Otra mujer asesinada a manos de su pareja. Y van 52 muertas
en lo que va de año por violencia machista (más seis en
investigación). Tenía 26 años, era de origen nigeriano y
ayer por la tarde fue localizada sin vida en su casa de
Santurtzi (Vizcaya) por agentes de la Ertzaintza (policía
vasca). Atada de pies y manos. Estrangulada, según
precisaron fuentes próximas a la investigación, aunque los
ertzainas hallaron también "diversos rastros de
sangre" en la cocina del domicilio en el que convivía con
Iván, su marido, desde hacía más de tres años. Su esposo fue
arrestado tras confesar el crimen.
"Era raro el día que no
hubiera peleas, gritos y discusiones, pero jamás pensé que
la cosa pudiera acabar así. ¡Jamás! Lo que nos preocupa
ahora es dónde esta la cría de tres años que tienen". La
persona que habla no lo hace de oídas. Vive pared con pared
con la joven nigeriana. Ella en el primero izquierda del
número 11 de la calle Ramón y Cajal de Santurtzi. La
víctima, en el primero derecha. La vecina no quiso dar su
nombre. "Tenemos problemas de juzgado con Iván", dijo. Iván,
de 32 años es el marido y el asesino confeso de su pareja,
según fuentes policiales. Ambos tenían una hija de tres
años.
Poco antes de las 16 horas, la Ertzaintza fue alertada
por una persona cercana a la pareja. La puerta del domicilio
de ambos estaba entreabierta y pudo ver el cuerpo de la
víctima, atado de pies y manos. Con el susto aún en el
cuerpo, avisó de inmediato a la policía.
Problemas anteriores
Poco después, los agentes se desplazaron al lugar.
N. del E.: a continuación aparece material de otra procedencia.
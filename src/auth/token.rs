// JWT token generation and validation service

use chrono::Utc;
use jsonwebtoken::{
    decode, encode, errors::ErrorKind, DecodingKey, EncodingKey, Header, Validation,
};
use serde::{Deserialize, Serialize};
use sha2::{Digest, Sha256};
use uuid::Uuid;

use crate::auth::{error::AuthError, models::Role};

/// Access token claims: identity, role and display name
#[derive(Debug, Clone, Serialize, Deserialize)]
pub struct AccessClaims {
    pub sub: Uuid,
    pub username: String,
    /// Kept as a string so an unrecognized role surfaces at the gate, not at decode
    pub role: String,
    pub name: String,
    pub iat: i64,
    pub exp: i64,
}

/// Refresh token claims: only the account id
#[derive(Debug, Clone, Serialize, Deserialize)]
pub struct RefreshClaims {
    pub sub: Uuid,
    /// Random per token, two tokens minted in the same second still differ
    pub jti: Uuid,
    pub iat: i64,
    pub exp: i64,
}

/// What an access token is minted from
#[derive(Debug, Clone)]
pub struct TokenSubject {
    pub id: Uuid,
    pub username: String,
    pub role: Role,
    pub name: String,
}

#[derive(Debug, Clone, Serialize)]
pub struct TokenPair {
    pub access_token: String,
    pub refresh_token: String,
}

/// Secrets and lifetimes for both token kinds
#[derive(Debug, Clone)]
pub struct TokenConfig {
    pub access_secret: String,
    pub access_ttl_secs: i64,
    pub refresh_secret: String,
    pub refresh_ttl_secs: i64,
}

/// Token service for JWT operations
pub struct TokenService {
    access_encoding: EncodingKey,
    access_decoding: DecodingKey,
    refresh_encoding: EncodingKey,
    refresh_decoding: DecodingKey,
    access_ttl_secs: i64,
    refresh_ttl_secs: i64,
}

impl TokenService {
    pub fn new(config: &TokenConfig) -> Self {
        Self {
            access_encoding: EncodingKey::from_secret(config.access_secret.as_bytes()),
            access_decoding: DecodingKey::from_secret(config.access_secret.as_bytes()),
            refresh_encoding: EncodingKey::from_secret(config.refresh_secret.as_bytes()),
            refresh_decoding: DecodingKey::from_secret(config.refresh_secret.as_bytes()),
            access_ttl_secs: config.access_ttl_secs,
            refresh_ttl_secs: config.refresh_ttl_secs,
        }
    }

    pub fn access_ttl_secs(&self) -> i64 {
        self.access_ttl_secs
    }

    pub fn refresh_ttl_secs(&self) -> i64 {
        self.refresh_ttl_secs
    }

    /// Generate an access token carrying {id, username, role, name}
    pub fn issue_access_token(&self, subject: &TokenSubject) -> Result<String, AuthError> {
        let now = Utc::now().timestamp();
        let claims = AccessClaims {
            sub: subject.id,
            username: subject.username.clone(),
            role: subject.role.as_str().to_string(),
            name: subject.name.clone(),
            iat: now,
            exp: now + self.access_ttl_secs,
        };

        encode(&Header::default(), &claims, &self.access_encoding)
            .map_err(|e| AuthError::TokenGenerationError(e.to_string()))
    }

    /// Generate a refresh token carrying only the account id
    pub fn issue_refresh_token(&self, account_id: Uuid) -> Result<String, AuthError> {
        let now = Utc::now().timestamp();
        let claims = RefreshClaims {
            sub: account_id,
            jti: Uuid::new_v4(),
            iat: now,
            exp: now + self.refresh_ttl_secs,
        };

        encode(&Header::default(), &claims, &self.refresh_encoding)
            .map_err(|e| AuthError::TokenGenerationError(e.to_string()))
    }

    /// Generate both tokens. Nothing is persisted here.
    pub fn issue_pair(&self, subject: &TokenSubject) -> Result<TokenPair, AuthError> {
        Ok(TokenPair {
            access_token: self.issue_access_token(subject)?,
            refresh_token: self.issue_refresh_token(subject.id)?,
        })
    }

    /// Validate an access token
    pub fn verify_access(&self, token: &str) -> Result<AccessClaims, AuthError> {
        decode::<AccessClaims>(token, &self.access_decoding, &Self::validation())
            .map(|data| data.claims)
            .map_err(Self::rejected)
    }

    /// Decode a refresh token without comparing it to the stored one
    pub fn decode_refresh(&self, token: &str) -> Result<RefreshClaims, AuthError> {
        decode::<RefreshClaims>(token, &self.refresh_decoding, &Self::validation())
            .map(|data| data.claims)
            .map_err(Self::rejected)
    }

    /// Validate a refresh token against the fingerprint stored on the account.
    /// A cleared (logged out) account has no stored fingerprint and rejects all tokens.
    pub fn verify_refresh(
        &self,
        token: &str,
        stored_fingerprint: Option<&str>,
    ) -> Result<RefreshClaims, AuthError> {
        let claims = self.decode_refresh(token)?;
        match stored_fingerprint {
            Some(stored) if stored == Self::fingerprint(token) => Ok(claims),
            _ => Err(AuthError::TokenMismatch),
        }
    }

    /// SHA-256 of a token, the form a refresh token is stored in
    pub fn fingerprint(token: &str) -> String {
        let mut hasher = Sha256::new();
        hasher.update(token.as_bytes());
        format!("{:x}", hasher.finalize())
    }

    fn validation() -> Validation {
        let mut validation = Validation::default();
        validation.leeway = 0;
        validation
    }

    fn rejected(error: jsonwebtoken::errors::Error) -> AuthError {
        match error.kind() {
            ErrorKind::ExpiredSignature => tracing::debug!("Token expired"),
            kind => tracing::debug!("Token rejected: {:?}", kind),
        }
        AuthError::InvalidToken
    }
}

#[cfg(test)]
mod tests {
    use super::*;
    use proptest::prelude::*;

    fn test_config() -> TokenConfig {
        TokenConfig {
            access_secret: "test_access_secret_for_testing".to_string(),
            access_ttl_secs: 900,
            refresh_secret: "test_refresh_secret_for_testing".to_string(),
            refresh_ttl_secs: 604800,
        }
    }

    // Helper to create a test token service
    fn test_token_service() -> TokenService {
        TokenService::new(&test_config())
    }

    fn subject(role: Role) -> TokenSubject {
        TokenSubject {
            id: Uuid::new_v4(),
            username: "jdoe".to_string(),
            role,
            name: "John Doe".to_string(),
        }
    }

    #[test]
    fn test_access_token_expiration_follows_config() {
        let service = test_token_service();
        let token = service.issue_access_token(&subject(Role::Patient)).unwrap();
        let claims = service.verify_access(&token).unwrap();
        assert_eq!(claims.exp - claims.iat, 900);
    }

    #[test]
    fn test_refresh_token_expiration_follows_config() {
        let service = test_token_service();
        let token = service.issue_refresh_token(Uuid::new_v4()).unwrap();
        let claims = service.decode_refresh(&token).unwrap();
        assert_eq!(claims.exp - claims.iat, 604800);
    }

    #[test]
    fn test_access_claims_carry_identity() {
        let service = test_token_service();
        let subject = subject(Role::Doctor);
        let token = service.issue_access_token(&subject).unwrap();
        let claims = service.verify_access(&token).unwrap();

        assert_eq!(claims.sub, subject.id);
        assert_eq!(claims.username, "jdoe");
        assert_eq!(claims.role, "doctor");
        assert_eq!(claims.name, "John Doe");
    }

    #[test]
    fn test_access_and_refresh_secrets_are_separate() {
        let service = test_token_service();
        let subject = subject(Role::Admin);
        let pair = service.issue_pair(&subject).unwrap();

        assert!(service.verify_access(&pair.refresh_token).is_err());
        assert!(service.decode_refresh(&pair.access_token).is_err());
    }

    #[test]
    fn test_refresh_tokens_are_unique_within_a_second() {
        let service = test_token_service();
        let id = Uuid::new_v4();
        let a = service.issue_refresh_token(id).unwrap();
        let b = service.issue_refresh_token(id).unwrap();
        assert_ne!(a, b);
    }

    #[test]
    fn test_verify_refresh_accepts_stored_token() {
        let service = test_token_service();
        let token = service.issue_refresh_token(Uuid::new_v4()).unwrap();
        let stored = TokenService::fingerprint(&token);
        assert!(service.verify_refresh(&token, Some(&stored)).is_ok());
    }

    #[test]
    fn test_superseded_refresh_token_is_a_mismatch() {
        let service = test_token_service();
        let id = Uuid::new_v4();
        let old = service.issue_refresh_token(id).unwrap();
        let new = service.issue_refresh_token(id).unwrap();
        let stored = TokenService::fingerprint(&new);

        let result = service.verify_refresh(&old, Some(&stored));
        assert!(matches!(result, Err(AuthError::TokenMismatch)));
    }

    #[test]
    fn test_cleared_refresh_token_is_a_mismatch() {
        let service = test_token_service();
        let token = service.issue_refresh_token(Uuid::new_v4()).unwrap();
        let result = service.verify_refresh(&token, None);
        assert!(matches!(result, Err(AuthError::TokenMismatch)));
    }

    #[test]
    fn test_malformed_refresh_token_is_invalid_not_mismatch() {
        let service = test_token_service();
        let result = service.verify_refresh("garbage", Some("whatever"));
        assert!(matches!(result, Err(AuthError::InvalidToken)));
    }

    #[test]
    fn test_expired_access_token_is_rejected() {
        let claims = AccessClaims {
            sub: Uuid::new_v4(),
            username: "jdoe".to_string(),
            role: "patient".to_string(),
            name: "John Doe".to_string(),
            iat: Utc::now().timestamp() - 1000,
            exp: Utc::now().timestamp() - 500,
        };
        let token = encode(
            &Header::default(),
            &claims,
            &EncodingKey::from_secret(test_config().access_secret.as_bytes()),
        )
        .unwrap();

        let result = test_token_service().verify_access(&token);
        assert!(matches!(result, Err(AuthError::InvalidToken)));
    }

    #[test]
    fn test_malformed_tokens_are_rejected() {
        let service = test_token_service();
        assert!(service.verify_access("").is_err());
        assert!(service.verify_access("not.a.token").is_err());
        assert!(service
            .verify_access("eyJhbGciOiJIUzI1NiIsInR5cCI6IkpXVCJ9.invalid.signature")
            .is_err());
    }

    #[test]
    fn test_token_signature_verification() {
        let other = TokenService::new(&TokenConfig {
            access_secret: "another_secret".to_string(),
            ..test_config()
        });
        let token = test_token_service()
            .issue_access_token(&subject(Role::Staff))
            .unwrap();
        assert!(other.verify_access(&token).is_err());
    }

    #[test]
    fn test_fingerprint_is_stable_sha256_hex() {
        let a = TokenService::fingerprint("abc");
        assert_eq!(a, TokenService::fingerprint("abc"));
        assert_eq!(a.len(), 64);
        assert_ne!(a, TokenService::fingerprint("abd"));
    }

    proptest! {
        #[test]
        fn prop_access_claims_round_trip(
            username in "[a-z]{3,12}",
            name in "[A-Z][a-z]{2,10} [A-Z][a-z]{2,10}"
        ) {
            let service = test_token_service();
            let subject = TokenSubject {
                id: Uuid::new_v4(),
                username: username.clone(),
                role: Role::Patient,
                name: name.clone(),
            };
            let token = service.issue_access_token(&subject)?;
            let claims = service.verify_access(&token)?;
            prop_assert_eq!(claims.sub, subject.id);
            prop_assert_eq!(claims.username, username);
            prop_assert_eq!(claims.name, name);
        }

        #[test]
        fn prop_random_strings_are_not_tokens(malformed in "[a-zA-Z0-9]{10,50}") {
            let service = test_token_service();
            prop_assert!(service.verify_access(&malformed).is_err());
            prop_assert!(service.decode_refresh(&malformed).is_err());
        }
    }
}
Encontraron la puerta cerrada. Poco después llegaba el
marido, que dio un juego de llaves a los ertzainas
para abrir la puerta del domicilio. Según fuentes de la
investigación, el marido confesó allí mismo el crimen a los
agentes. La Ertzaintza arrestó al asesino confeso como
presunto responsable del homicidio.
El padre del detenido es muy conocido en el barrio. Se
dedica a arreglar televisores. No era la primera vez que
Iván, de profesión electricista, tenía problemas. Con su
anterior pareja, los malos tratos sí llegaron a los
tribunales. Un juez emitió una orden de alejamiento en 2004.
Y él lo que hizo fue cambiar de pareja. En esta ocasión, la
víctima no había presentado ninguna denuncia, según fuentes
policiales. Y la historia acabó ayer.